Two particular areas beg
redress.
One is our inability to
acknowledge that "monopoly government schooling" serves as a control
mechanism, perpetuating the status quo and the psycho-social chaos on which the
existing "order" stands. Several years ago, our well-schooled
citizenry chose representatives who voted 413 to 5 to bomb Bagdhad.

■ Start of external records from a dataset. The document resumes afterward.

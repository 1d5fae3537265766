// Copyright 2020 Joyent, Inc.

// Pipelines a batch of line commands to a local echo server and reports the
// queue's progress as tasks finish.

use std::io::{BufRead, BufReader, Write};
use std::net::TcpListener;
use std::sync::Mutex;
use std::thread;
use std::time::Duration;

use slog::{info, o, warn, Drain, Logger};

use gop::command::CommandOp;
use gop::portal::{PortalContext, PortalOptions};
use gop::system::{GopSystem, SystemOptions};
use gop_tcp_transport::{LineCommand, TcpTransport};

fn main() {
    let plain = slog_term::PlainSyncDecorator::new(std::io::stdout());
    let log = Logger::root(
        Mutex::new(slog_term::FullFormat::new(plain).build()).fuse(),
        o!("build-id" => "0.1.0"),
    );

    let listener = TcpListener::bind("127.0.0.1:0").unwrap();
    let hostport = listener.local_addr().unwrap().to_string();
    thread::spawn(move || {
        for conn in listener.incoming().flatten() {
            thread::spawn(move || {
                let mut writer = conn.try_clone().unwrap();
                for line in BufReader::new(conn).lines().flatten() {
                    if writeln!(writer, "{}", line.to_uppercase()).is_err() {
                        break;
                    }
                }
            });
        }
    });

    let system = GopSystem::new(SystemOptions {
        control_blocks: Some(128),
        log: Some(log.clone()),
        ..SystemOptions::default()
    });
    let mut ctx = PortalContext::new(
        &system,
        TcpTransport::new(Some(log.clone())).read_timeout(Duration::from_secs(5)),
        PortalOptions {
            max_workload: Some(16),
            max_connections_per_host: Some(3),
            log: Some(log.clone()),
            ..PortalOptions::default()
        },
    );

    let q = system.new_queue();
    for i in 0..100 {
        let cmd = CommandOp::new(&hostport, LineCommand::new(format!("ping {}", i)));
        q.add(&ctx.new_op(cmd)).unwrap();
    }
    q.finished_submission().unwrap();
    q.start_execution();

    while let Some(op) = q.wait_any() {
        if !op.completed_successfully() {
            warn!(log, "task failed"; "id" => %op.id(), "status" => %op.status());
        }
    }

    info!(log, "queue finished";
        "status" => %q.status(),
        "failed" => q.tasks_failed(),
        "stats" => ?ctx.portal_stats(&hostport));

    ctx.shutdown().unwrap();
}
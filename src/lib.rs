pub mod blob;
pub mod relay;
pub mod store;

use std::sync::Arc;
use std::time::Duration;

use axum::{extract::FromRef, http::StatusCode, response::{IntoResponse, Response}};

#[derive(Clone, FromRef)]
pub struct AppState {
    pub store: store::MessageStore,
    pub registry: relay::registry::RoomRegistry,
    pub dispatcher: relay::dispatch::Dispatcher,
    pub blobs: Arc<dyn blob::BlobStore>,
    pub config: RelayConfig,
}

/// Runtime configuration, read once at startup from the environment.
#[derive(Clone)]
pub struct RelayConfig {
    pub database_url: String,
    pub bind_addr: String,
    pub blob_store_url: String,
    pub store_timeout: Duration,
    pub upload_timeout: Duration,
}

impl RelayConfig {
    pub fn from_env() -> AppResult<Self> {
        let database_url = dotenv::var("DATABASE_URL")
            .map_err(|_| "DATABASE_URL is not set")?;
        let bind_addr = dotenv::var("BIND_ADDR")
            .unwrap_or_else(|_| "0.0.0.0:8080".to_owned());
        let blob_store_url = dotenv::var("BLOB_STORE_URL")
            .unwrap_or_else(|_| "http://localhost:9000/upload".to_owned());
        let store_timeout = env_secs("STORE_TIMEOUT_SECS", 10)?;
        let upload_timeout = env_secs("UPLOAD_TIMEOUT_SECS", 30)?;

        Ok(Self {
            database_url,
            bind_addr,
            blob_store_url,
            store_timeout,
            upload_timeout,
        })
    }
}

fn env_secs(var: &str, default: u64) -> AppResult<Duration> {
    let secs = match dotenv::var(var) {
        Ok(raw) => raw
            .parse::<u64>()
            .map_err(|_| format!("expected {var} to be a number of seconds, got {raw}"))?,
        Err(_) => default,
    };
    Ok(Duration::from_secs(secs))
}

pub type AppResult<T> = Result<T, AppError>;
#[derive(Debug)]
pub struct AppError(pub anyhow::Error);

impl IntoResponse for AppError {
    fn into_response(self) -> Response {
        (
            StatusCode::INTERNAL_SERVER_ERROR,
            format!("{}\n\n{}", self.0, self.0.backtrace()),
        )
            .into_response()
    }
}

impl From<String> for AppError {
    fn from(err: String) -> Self {
        Self(anyhow::Error::msg(err))
    }
}

impl From<&str> for AppError {
    fn from(err: &str) -> Self {
        Self(anyhow::Error::msg(err.to_owned()))
    }
}

macro_rules! apperr_impl {
    ($E:ty) => {
        impl From<$E> for AppError {
            fn from(err: $E) -> Self {
                Self(anyhow::Error::from(err))
            }
        }
    };
}

apperr_impl!(serde_json::Error);
apperr_impl!(sqlx::Error);
apperr_impl!(axum::Error);
apperr_impl!(reqwest::Error);
apperr_impl!(uuid::Error);
apperr_impl!(blob::UploadError);
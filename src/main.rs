use std::sync::Arc;

use axum::{Router, routing::get};
use sqlx::sqlite::SqlitePoolOptions;
use tower_http::cors::CorsLayer;
use tracing_subscriber::EnvFilter;
use wirechat::blob::HttpBlobStore;
use wirechat::relay::{self, dispatch::Dispatcher, registry::RoomRegistry};
use wirechat::store::MessageStore;
use wirechat::{AppState, RelayConfig};

#[tokio::main]
async fn main() {
    dotenv::dotenv().ok();
    tracing_subscriber::fmt()
        .with_env_filter(
            EnvFilter::try_from_default_env().unwrap_or_else(|_| EnvFilter::new("info")),
        )
        .init();

    let config = RelayConfig::from_env().unwrap();

    let db_pool = SqlitePoolOptions::new()
        .max_connections(16)
        .connect(&config.database_url)
        .await
        .unwrap();
    let store = MessageStore::new(db_pool);
    store.migrate().await.unwrap();

    let registry = RoomRegistry::new();
    let app_state = AppState {
        store,
        dispatcher: Dispatcher::new(registry.clone()),
        registry,
        blobs: Arc::new(HttpBlobStore::new(&config.blob_store_url)),
        config: config.clone(),
    };

    let app = Router::new()
        .route("/", get(index))
        .merge(relay::router())
        // the mobile clients connect from anywhere
        .layer(CorsLayer::permissive())
        .with_state(app_state);

    let listener = tokio::net::TcpListener::bind(&config.bind_addr).await.unwrap();
    tracing::info!(addr = %config.bind_addr, "relay listening");
    axum::serve(listener, app).await.unwrap();
}

async fn index() -> &'static str {
    "wirechat relay\n"
}
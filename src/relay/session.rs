//! Per-connection relay protocol.
//!
//! [`relay_ws`] owns the WebSocket plumbing: one forwarder task draining the
//! connection's outbound channel into the socket, one loop parsing incoming
//! frames. Everything protocol-level lives in [`RelaySession`], which is
//! transport-independent and driven directly by the integration tests.

use std::sync::Arc;
use std::sync::atomic::{AtomicU64, Ordering};

use axum::{
    extract::{State, WebSocketUpgrade},
    response::IntoResponse,
};
use futures_util::{SinkExt, StreamExt};
use tokio::sync::mpsc;
use tokio::time::timeout;

use crate::blob::{self, BlobStore};
use crate::store::{MessageDraft, MessageStore};
use crate::{AppState, RelayConfig};

use super::dispatch::Dispatcher;
use super::event::{ClientEvent, ServerEvent};
use super::registry::{ConnId, Outbound, RoomRegistry};

static NEXT_CONN_ID: AtomicU64 = AtomicU64::new(1);

pub fn next_conn_id() -> ConnId {
    NEXT_CONN_ID.fetch_add(1, Ordering::Relaxed)
}

#[axum::debug_handler]
pub async fn relay_ws(
    State(state): State<AppState>,
    ws: WebSocketUpgrade,
) -> impl IntoResponse {
    ws.on_upgrade(async move |stream| {
        let conn_id = next_conn_id();
        tracing::info!(conn_id, "client connected");

        let (outbound, mut events) = mpsc::unbounded_channel::<ServerEvent>();
        let (mut sink, mut source) = stream.split();

        let forward_task = tokio::spawn(async move {
            while let Some(event) = events.recv().await {
                let Ok(json) = serde_json::to_string(&event) else {
                    continue;
                };
                if sink.send(json.into()).await.is_err() {
                    break;
                }
            }
        });

        let mut session = RelaySession::new(&state, conn_id, outbound);
        while let Some(Ok(frame)) = source.next().await {
            let Ok(event) = serde_json::from_slice::<ClientEvent>(&frame.into_data()) else {
                tracing::debug!(conn_id, "skipping unparseable frame");
                continue;
            };
            session.handle(event).await;
        }

        session.close().await;
        forward_task.abort();
        tracing::info!(conn_id, "client disconnected");
    })
}

/// Protocol state for one connection: which identity it has joined as, and
/// where its outbound events go.
pub struct RelaySession {
    conn_id: ConnId,
    identity: Option<String>,
    outbound: Outbound,
    store: MessageStore,
    registry: RoomRegistry,
    dispatcher: Dispatcher,
    blobs: Arc<dyn BlobStore>,
    config: RelayConfig,
}

impl RelaySession {
    pub fn new(state: &AppState, conn_id: ConnId, outbound: Outbound) -> Self {
        Self {
            conn_id,
            identity: None,
            outbound,
            store: state.store.clone(),
            registry: state.registry.clone(),
            dispatcher: state.dispatcher.clone(),
            blobs: state.blobs.clone(),
            config: state.config.clone(),
        }
    }

    pub async fn handle(&mut self, event: ClientEvent) {
        match event {
            ClientEvent::Join(identity) => self.join(identity).await,
            ClientEvent::FetchHistory { sender, receiver } => {
                self.fetch_history(&sender, &receiver).await;
            }
            ClientEvent::SendMessage { sender, receiver, text, emoji } => {
                self.send_message(sender, receiver, text, emoji).await;
            }
            ClientEvent::SendAudioMessage { sender, receiver, audio } => {
                self.send_audio_message(sender, receiver, &audio).await;
            }
        }
    }

    /// Tears the connection out of its room. Called once by the transport
    /// on disconnect.
    pub async fn close(&mut self) {
        self.registry.leave(self.conn_id).await;
        self.identity = None;
    }

    async fn join(&mut self, identity: String) {
        if identity.is_empty() {
            tracing::warn!(conn_id = self.conn_id, "dropping join with empty identity");
            return;
        }
        self.registry
            .join(&identity, self.conn_id, self.outbound.clone())
            .await;
        tracing::info!(conn_id = self.conn_id, %identity, "joined chat room");
        self.identity = Some(identity);
    }

    async fn fetch_history(&self, sender: &str, receiver: &str) {
        let history = timeout(self.config.store_timeout, self.store.history(sender, receiver));
        match history.await {
            Ok(Ok(messages)) => {
                // Requester only; no other connection sees the replay.
                let _ = self.outbound.send(ServerEvent::PreviousMessages(messages));
            }
            Ok(Err(e)) => {
                tracing::error!(conn_id = self.conn_id, error = %e.0, "history query failed");
            }
            Err(_) => {
                tracing::error!(conn_id = self.conn_id, "history query timed out");
            }
        }
    }

    async fn send_message(
        &self,
        sender: String,
        receiver: String,
        text: Option<String>,
        emoji: Option<String>,
    ) {
        if sender.is_empty() || receiver.is_empty() {
            tracing::warn!(conn_id = self.conn_id, "dropping send with missing sender or receiver");
            return;
        }

        let draft = MessageDraft {
            sender,
            receiver: receiver.clone(),
            text,
            emoji,
            ..MessageDraft::default()
        };
        let Some(message) = self.persist(draft).await else {
            return;
        };

        // The sending client appends its own optimistic copy, so text is
        // dispatched to the receiver's room only.
        self.dispatcher
            .dispatch(ServerEvent::ReceiveMessage(message), &receiver)
            .await;
    }

    async fn send_audio_message(&self, sender: String, receiver: String, audio: &str) {
        if sender.is_empty() || receiver.is_empty() {
            tracing::warn!(conn_id = self.conn_id, "dropping audio send with missing sender or receiver");
            return;
        }

        let clip = match blob::decode_data_uri(audio) {
            Ok(clip) => clip,
            Err(e) => {
                tracing::warn!(conn_id = self.conn_id, error = %e, "dropping audio send");
                return;
            }
        };

        let upload = timeout(
            self.config.upload_timeout,
            self.blobs.upload(clip.bytes, &clip.content_type),
        );
        let voice_url = match upload.await {
            Ok(Ok(url)) => url,
            Ok(Err(e)) => {
                tracing::error!(conn_id = self.conn_id, error = %e, "voice upload failed");
                return;
            }
            Err(_) => {
                tracing::error!(conn_id = self.conn_id, "voice upload timed out");
                return;
            }
        };

        let draft = MessageDraft {
            sender: sender.clone(),
            receiver: receiver.clone(),
            voice: Some(voice_url),
            ..MessageDraft::default()
        };
        let Some(message) = self.persist(draft).await else {
            return;
        };

        // Unlike text, voice is echoed to the sender's other devices; the
        // recording client has no local copy to append.
        self.dispatcher
            .dispatch(ServerEvent::ReceiveMessage(message.clone()), &receiver)
            .await;
        self.dispatcher
            .dispatch_except(ServerEvent::ReceiveMessage(message), &sender, self.conn_id)
            .await;
    }

    /// Appends a draft to the store, logging instead of surfacing failure.
    /// Returns `None` when nothing was persisted, in which case nothing may
    /// be dispatched either.
    async fn persist(&self, draft: MessageDraft) -> Option<crate::store::Message> {
        match timeout(self.config.store_timeout, self.store.append(draft)).await {
            Ok(Ok(message)) => Some(message),
            Ok(Err(e)) => {
                tracing::error!(conn_id = self.conn_id, error = %e.0, "failed to persist message");
                None
            }
            Err(_) => {
                tracing::error!(conn_id = self.conn_id, "message store timed out");
                None
            }
        }
    }
}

Predictably, chest-thumbing natives loved it. Now, in the absence of a
clearly defined enemy abroad, we settle for the increasingly frequent execution
of dark-skinned natives, many of them scarred by the intrinsic dishonor of K-12
hazing.
The other item begging
redress is our assumption that more and faster resource consumption
is a mark of Progress. Could anything short of systematic indoctrination
produce this witless belief? To emphasize the majesty of our achievement, we
now proselytize "unlimited growth" as the sine qua non of enlightened
"globalization."
Notably, the planet's
most equitable resource distribution has taken place in the Indian state of
Kerala, where 30 million people have a per capita annual income of $222.00, yet
also enjoy life expectancy and literacy rates on a par with our own. Furthermore,
Keralans are civilized enough to shun state-sponsored slaughter, in part
because capital crimes and the psycho-social chaos which provokes them --
are not embedded in the matrix of culture.
Bred to a culture that
enters "depression" the moment metastatic expansion ceases, it is
refreshing to see that a steady-state economy actually works.
Attentively,
Alan Archibald
"Poverty is not the
problem. Wealth is the problem. Poverty is the solution."
Satish Kumar, former
Jain monk and current editor of "Resurgence" http://www.resurgence.org/
The wealthy make of
poverty a vice. Plato
Growth has become
addictive. Like heroin addiction, the habit distorts basic value judgments.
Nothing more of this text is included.